RECORDS TO USE:
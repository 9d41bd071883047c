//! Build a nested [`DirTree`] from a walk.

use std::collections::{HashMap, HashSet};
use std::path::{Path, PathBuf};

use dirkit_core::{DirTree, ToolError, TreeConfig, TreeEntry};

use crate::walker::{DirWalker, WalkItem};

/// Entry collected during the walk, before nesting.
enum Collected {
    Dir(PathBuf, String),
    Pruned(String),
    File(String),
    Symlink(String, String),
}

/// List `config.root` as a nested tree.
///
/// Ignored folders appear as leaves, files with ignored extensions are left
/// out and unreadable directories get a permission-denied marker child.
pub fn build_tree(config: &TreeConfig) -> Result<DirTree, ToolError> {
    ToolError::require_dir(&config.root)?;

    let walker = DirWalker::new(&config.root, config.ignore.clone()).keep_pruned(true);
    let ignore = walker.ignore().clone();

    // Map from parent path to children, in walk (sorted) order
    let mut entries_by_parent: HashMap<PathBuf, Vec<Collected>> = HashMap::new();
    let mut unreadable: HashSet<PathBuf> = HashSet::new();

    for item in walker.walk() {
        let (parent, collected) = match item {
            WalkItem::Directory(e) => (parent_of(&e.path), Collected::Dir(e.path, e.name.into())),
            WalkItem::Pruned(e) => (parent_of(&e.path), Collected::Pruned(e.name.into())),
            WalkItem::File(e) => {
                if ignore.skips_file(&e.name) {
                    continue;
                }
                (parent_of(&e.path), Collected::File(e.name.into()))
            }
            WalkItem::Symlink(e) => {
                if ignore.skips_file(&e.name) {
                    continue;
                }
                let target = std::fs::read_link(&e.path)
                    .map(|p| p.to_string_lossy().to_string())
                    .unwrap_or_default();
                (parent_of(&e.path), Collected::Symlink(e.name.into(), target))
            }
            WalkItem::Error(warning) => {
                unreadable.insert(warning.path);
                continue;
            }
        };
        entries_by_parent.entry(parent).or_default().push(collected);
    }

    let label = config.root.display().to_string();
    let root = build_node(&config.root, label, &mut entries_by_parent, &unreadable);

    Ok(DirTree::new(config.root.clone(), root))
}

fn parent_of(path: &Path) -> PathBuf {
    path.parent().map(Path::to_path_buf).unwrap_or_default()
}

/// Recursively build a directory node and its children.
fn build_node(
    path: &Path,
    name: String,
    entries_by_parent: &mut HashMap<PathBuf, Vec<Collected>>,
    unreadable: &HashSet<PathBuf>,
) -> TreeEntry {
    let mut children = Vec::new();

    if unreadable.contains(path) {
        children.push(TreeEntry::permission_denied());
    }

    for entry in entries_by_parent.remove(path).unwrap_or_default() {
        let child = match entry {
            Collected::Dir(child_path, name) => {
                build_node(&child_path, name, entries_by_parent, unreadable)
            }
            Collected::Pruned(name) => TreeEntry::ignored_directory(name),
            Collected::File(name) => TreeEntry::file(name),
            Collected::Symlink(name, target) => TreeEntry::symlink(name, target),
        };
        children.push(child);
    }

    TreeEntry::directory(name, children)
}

==

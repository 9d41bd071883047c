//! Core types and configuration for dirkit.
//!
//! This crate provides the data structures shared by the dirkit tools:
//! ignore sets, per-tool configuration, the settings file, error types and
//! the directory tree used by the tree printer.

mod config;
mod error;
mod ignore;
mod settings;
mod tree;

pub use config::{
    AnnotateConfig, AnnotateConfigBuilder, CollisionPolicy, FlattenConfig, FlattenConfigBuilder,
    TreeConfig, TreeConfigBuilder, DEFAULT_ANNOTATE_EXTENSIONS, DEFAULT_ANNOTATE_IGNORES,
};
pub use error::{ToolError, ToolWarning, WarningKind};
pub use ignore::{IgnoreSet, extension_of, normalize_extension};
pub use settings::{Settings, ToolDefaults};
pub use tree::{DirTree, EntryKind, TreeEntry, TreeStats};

WHAT IS NEEDED:
Look through the records and copy every line that has the word "configuration".

YOUR SOLUTION:
//! Core types and configuration for dirkit.
//! ignore sets, per-tool configuration, the settings file, error types and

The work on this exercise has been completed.